Es importante tomar nota del hecho de que los imperios centrales: el Austro-Húngaro, el alemán y el otomano, además del Ruso, desaparecen. Los tres primeros en función de la consolidación del nacionalismo, el último por virtud de la Revolución bolchevique:

‘Durante la primera guerra mundial, los efectos de la técnica en la dialéctica de configuración ideológica (nematológica) del mundo no se mostraban aún con toda su potencia. Era todavía posible en esos años encontrar un cierto atisbo de heroísmo, de activismo heroico en palabras de Jünger, al margen de que ya Marx hubiera previsto con su genio formidable que después del invento de la pólvora no sería posible nunca más concebir otra Ilíada. Aquello fue un choque entre potencias industriales: el patriotismo y el nacionalismo fueron desde el principio variables fundamentales, aunque lo que estaba viendo Lenin era el despliegue del capitalismo en su fase superior imperialista. Esto supuso el fracaso de la Segunda Internacional, y Lenin, en consecuencia, organiza la Tercera. A la postre, el enfrentamiento entre la Segunda y la Tercera internacionales recorrería en toda su extensión el siglo XX en función de la variable fundamental del nacionalismo político. Cuando colapsa la Unión Soviética, desde el interior del nacionalismo político estalla el nacionalismo étnico. Lo que estuvo siempre en colisión eran grandes plataformas imperiales.’ Ismael Carvallo Robledo, ‘Titanes en el acantilado’, El Catoblepas, junio, 2013.

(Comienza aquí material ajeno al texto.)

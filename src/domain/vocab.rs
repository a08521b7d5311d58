// ============================================================
// Layer 3 — Vocabulary and Reserved Symbols
// ============================================================
// A Vocabulary is a dense, bidirectional token <-> id mapping.
// Source and target each get their own vocabulary.
//
// Every vocabulary must contain four reserved tokens:
//   <GO>   start of a decoded sequence
//   <EOS>  end of a sequence
//   <PAD>  fills sequences up to the batch length
//   <UNK>  stands in for any out-of-vocabulary token
//
// Symbols resolves those four ids once for each side so the
// batching and decoding code never looks them up by string.

use std::collections::{BTreeSet, HashMap};
use std::fmt;

use serde::{Deserialize, Serialize};
use thiserror::Error;

pub const GO_TOKEN:  &str = "<GO>";
pub const EOS_TOKEN: &str = "<EOS>";
pub const PAD_TOKEN: &str = "<PAD>";
pub const UNK_TOKEN: &str = "<UNK>";

/// Reserved tokens in the order `Vocabulary::build` assigns them.
pub const RESERVED_TOKENS: [&str; 4] = [GO_TOKEN, EOS_TOKEN, PAD_TOKEN, UNK_TOKEN];

/// Which vocabulary an error refers to.
#[derive(Debug, Clone, Copy, PartialEq, Eq, Serialize, Deserialize)]
pub enum Side {
    Source,
    Target,
}

impl fmt::Display for Side {
    fn fmt(&self, f: &mut fmt::Formatter<'_>) -> fmt::Result {
        match self {
            Side::Source => write!(f, "source"),
            Side::Target => write!(f, "target"),
        }
    }
}

#[derive(Debug, Clone, PartialEq, Eq, Error)]
pub enum VocabError {
    #[error("{side} vocabulary is missing reserved token {token}")]
    MissingReserved { side: Side, token: &'static str },

    #[error("token id {id} for {token:?} is outside the dense range 0..{len}")]
    IdOutOfRange { token: String, id: usize, len: usize },

    #[error("tokens {first:?} and {second:?} share id {id}")]
    DuplicateId { id: usize, first: String, second: String },
}

/// Dense token <-> id mapping. Ids run from 0 to `len - 1` with no gaps.
#[derive(Debug, Clone, PartialEq, Eq, Serialize, Deserialize)]
#[serde(try_from = "Vec<String>", into = "Vec<String>")]
pub struct Vocabulary {
    id_to_token: Vec<String>,
    token_to_id: HashMap<String, usize>,
}

impl Vocabulary {
    /// Build a vocabulary from every distinct token in `corpus`.
    /// The reserved tokens take ids 0..4, corpus tokens follow in sorted order.
    pub fn build<'a, I, S>(corpus: I) -> Self
    where
        I: IntoIterator<Item = S>,
        S: IntoIterator<Item = &'a String>,
    {
        let distinct: BTreeSet<&String> = corpus.into_iter().flatten().collect();

        let mut id_to_token: Vec<String> =
            RESERVED_TOKENS.iter().map(|t| t.to_string()).collect();
        id_to_token.extend(
            distinct
                .into_iter()
                .filter(|t| !RESERVED_TOKENS.contains(&t.as_str()))
                .cloned(),
        );

        Self::from_ordered(id_to_token)
    }

    /// Validate an externally supplied token -> id mapping.
    /// Ids must be unique and cover `0..map.len()` exactly.
    pub fn from_token_ids(map: HashMap<String, usize>) -> Result<Self, VocabError> {
        let len = map.len();
        let mut slots: Vec<Option<String>> = vec![None; len];

        for (token, &id) in &map {
            if id >= len {
                return Err(VocabError::IdOutOfRange { token: token.clone(), id, len });
            }
            if let Some(existing) = &slots[id] {
                return Err(VocabError::DuplicateId {
                    id,
                    first:  existing.clone(),
                    second: token.clone(),
                });
            }
            slots[id] = Some(token.clone());
        }

        // len distinct ids in 0..len means every slot is filled
        let id_to_token = slots.into_iter().flatten().collect();
        Ok(Self { id_to_token, token_to_id: map })
    }

    fn from_ordered(id_to_token: Vec<String>) -> Self {
        let token_to_id = id_to_token
            .iter()
            .enumerate()
            .map(|(id, t)| (t.clone(), id))
            .collect();
        Self { id_to_token, token_to_id }
    }

    pub fn len(&self) -> usize {
        self.id_to_token.len()
    }

    pub fn is_empty(&self) -> bool {
        self.id_to_token.is_empty()
    }

    pub fn id(&self, token: &str) -> Option<usize> {
        self.token_to_id.get(token).copied()
    }

    pub fn token(&self, id: usize) -> Option<&str> {
        self.id_to_token.get(id).map(String::as_str)
    }

    /// Map tokens to ids, sending anything unknown to `unk_id`.
    pub fn encode<S: AsRef<str>>(&self, tokens: &[S], unk_id: usize) -> Vec<usize> {
        tokens
            .iter()
            .map(|t| self.id(t.as_ref()).unwrap_or(unk_id))
            .collect()
    }

    /// Map ids back to tokens. Ids outside the vocabulary render as `<UNK>`.
    pub fn decode(&self, ids: &[usize]) -> Vec<String> {
        ids.iter()
            .map(|&id| self.token(id).unwrap_or(UNK_TOKEN).to_string())
            .collect()
    }
}

impl TryFrom<Vec<String>> for Vocabulary {
    type Error = VocabError;

    fn try_from(tokens: Vec<String>) -> Result<Self, Self::Error> {
        let map = tokens.into_iter().enumerate().map(|(id, t)| (t, id)).collect::<HashMap<_, _>>();
        Self::from_token_ids(map)
    }
}

impl From<Vocabulary> for Vec<String> {
    fn from(v: Vocabulary) -> Self {
        v.id_to_token
    }
}

/// The four reserved ids of one vocabulary.
#[derive(Debug, Clone, Copy, PartialEq, Eq, Serialize, Deserialize)]
pub struct ReservedIds {
    pub go:  usize,
    pub eos: usize,
    pub pad: usize,
    pub unk: usize,
}

impl ReservedIds {
    pub fn resolve(vocab: &Vocabulary, side: Side) -> Result<Self, VocabError> {
        let lookup = |token: &'static str| {
            vocab.id(token).ok_or(VocabError::MissingReserved { side, token })
        };
        Ok(Self {
            go:  lookup(GO_TOKEN)?,
            eos: lookup(EOS_TOKEN)?,
            pad: lookup(PAD_TOKEN)?,
            unk: lookup(UNK_TOKEN)?,
        })
    }
}

/// Reserved ids for both sides, resolved once at construction.
#[derive(Debug, Clone, Copy, PartialEq, Eq, Serialize, Deserialize)]
pub struct Symbols {
    pub source: ReservedIds,
    pub target: ReservedIds,
}

impl Symbols {
    pub fn register(source: &Vocabulary, target: &Vocabulary) -> Result<Self, VocabError> {
        Ok(Self {
            source: ReservedIds::resolve(source, Side::Source)?,
            target: ReservedIds::resolve(target, Side::Target)?,
        })
    }
}

#[cfg(test)]
mod tests {
    use super::*;

    fn chars(words: &[&str]) -> Vec<Vec<String>> {
        words
            .iter()
            .map(|w| w.chars().map(|c| c.to_string()).collect())
            .collect()
    }

    #[test]
    fn test_build_puts_reserved_tokens_first() {
        let corpus = chars(&["cab", "bad"]);
        let vocab  = Vocabulary::build(&corpus);

        assert_eq!(vocab.id(GO_TOKEN),  Some(0));
        assert_eq!(vocab.id(EOS_TOKEN), Some(1));
        assert_eq!(vocab.id(PAD_TOKEN), Some(2));
        assert_eq!(vocab.id(UNK_TOKEN), Some(3));
        // a, b, c, d in sorted order after the reserved block
        assert_eq!(vocab.len(), 8);
        assert_eq!(vocab.token(4), Some("a"));
        assert_eq!(vocab.token(7), Some("d"));
    }

    #[test]
    fn test_round_trip_is_identity_for_known_tokens() {
        let corpus = chars(&["hello", "world"]);
        let vocab  = Vocabulary::build(&corpus);
        let unk    = vocab.id(UNK_TOKEN).unwrap();

        for id in 0..vocab.len() {
            let token = vocab.token(id).unwrap();
            assert_eq!(vocab.id(token), Some(id));
        }

        let tokens: Vec<String> = "hold".chars().map(|c| c.to_string()).collect();
        let ids = vocab.encode(&tokens, unk);
        assert_eq!(vocab.decode(&ids), tokens);
    }

    #[test]
    fn test_unknown_tokens_map_to_unk() {
        let corpus = chars(&["abc"]);
        let vocab  = Vocabulary::build(&corpus);
        let unk    = vocab.id(UNK_TOKEN).unwrap();

        let ids = vocab.encode(&["a", "z", "?"], unk);
        assert_eq!(ids, vec![vocab.id("a").unwrap(), unk, unk]);
    }

    #[test]
    fn test_from_token_ids_rejects_gaps() {
        let map: HashMap<String, usize> =
            [("a".to_string(), 0), ("b".to_string(), 2)].into_iter().collect();
        let err = Vocabulary::from_token_ids(map).unwrap_err();
        assert!(matches!(err, VocabError::IdOutOfRange { id: 2, len: 2, .. }));
    }

    #[test]
    fn test_from_token_ids_rejects_shared_ids() {
        let map: HashMap<String, usize> =
            [("a".to_string(), 0), ("b".to_string(), 0)].into_iter().collect();
        let err = Vocabulary::from_token_ids(map).unwrap_err();
        assert!(matches!(err, VocabError::DuplicateId { id: 0, .. }));
    }

    #[test]
    fn test_register_fails_on_missing_reserved_token() {
        let source = Vocabulary::build(&chars(&["ab"]));
        let map: HashMap<String, usize> = [
            (GO_TOKEN.to_string(), 0),
            (EOS_TOKEN.to_string(), 1),
            (UNK_TOKEN.to_string(), 2),
            ("x".to_string(), 3),
        ]
        .into_iter()
        .collect();
        let target = Vocabulary::from_token_ids(map).unwrap();

        let err = Symbols::register(&source, &target).unwrap_err();
        assert_eq!(err, VocabError::MissingReserved { side: Side::Target, token: PAD_TOKEN });
    }

    #[test]
    fn test_register_resolves_each_side_independently() {
        let source = Vocabulary::build(&chars(&["ab"]));
        let map: HashMap<String, usize> = [
            ("x".to_string(), 0),
            (PAD_TOKEN.to_string(), 1),
            (UNK_TOKEN.to_string(), 2),
            (EOS_TOKEN.to_string(), 3),
            (GO_TOKEN.to_string(), 4),
        ]
        .into_iter()
        .collect();
        let target = Vocabulary::from_token_ids(map).unwrap();

        let symbols = Symbols::register(&source, &target).unwrap();
        assert_eq!(symbols.source, ReservedIds { go: 0, eos: 1, pad: 2, unk: 3 });
        assert_eq!(symbols.target, ReservedIds { go: 4, eos: 3, pad: 1, unk: 2 });
    }

    #[test]
    fn test_serde_round_trip_keeps_ids() {
        let vocab = Vocabulary::build(&chars(&["xyz"]));
        let json  = serde_json::to_string(&vocab).unwrap();
        let back: Vocabulary = serde_json::from_str(&json).unwrap();
        assert_eq!(back, vocab);
    }
}
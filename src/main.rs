#![recursion_limit = "256"]

mod cli;
mod application;
mod domain;
mod data;
mod ml;
mod infra;

use anyhow::Result;
use cli::Cli;
use clap::Parser;

fn main() -> Result<()> {
    tracing_subscriber::fmt()
        .with_env_filter(
            tracing_subscriber::EnvFilter::from_default_env()
                .add_directive("seq2seq_birnn=info".parse()?),
        )
        .init();

    let cli = Cli::parse();
    cli.run()
}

El mapa que resultaría de ese breve período de cuatro años de enfrentamientos, sobre todo en lo concerniente con la reorganización y repartimiento de las regiones coloniales del Medio Oriente, sigue siendo de vital importancia para los efectos del entendimiento de los conflictos de la actualidad. Porque si bien es cierto que la Segunda Guerra Mundial hizo del enfrentamiento con el nacionalsocialismo el principal criterio de acción bélica, los problemas actuales, derivados sobre todo de la radicalización islámica, tienen su clave de configuración en el doble componente multi-nacional y multi-religioso de aquéllos imperios que fueron centrales en los acontecimientos de la Primera: sobre todo el austro-húngaro, el otomano y el ruso.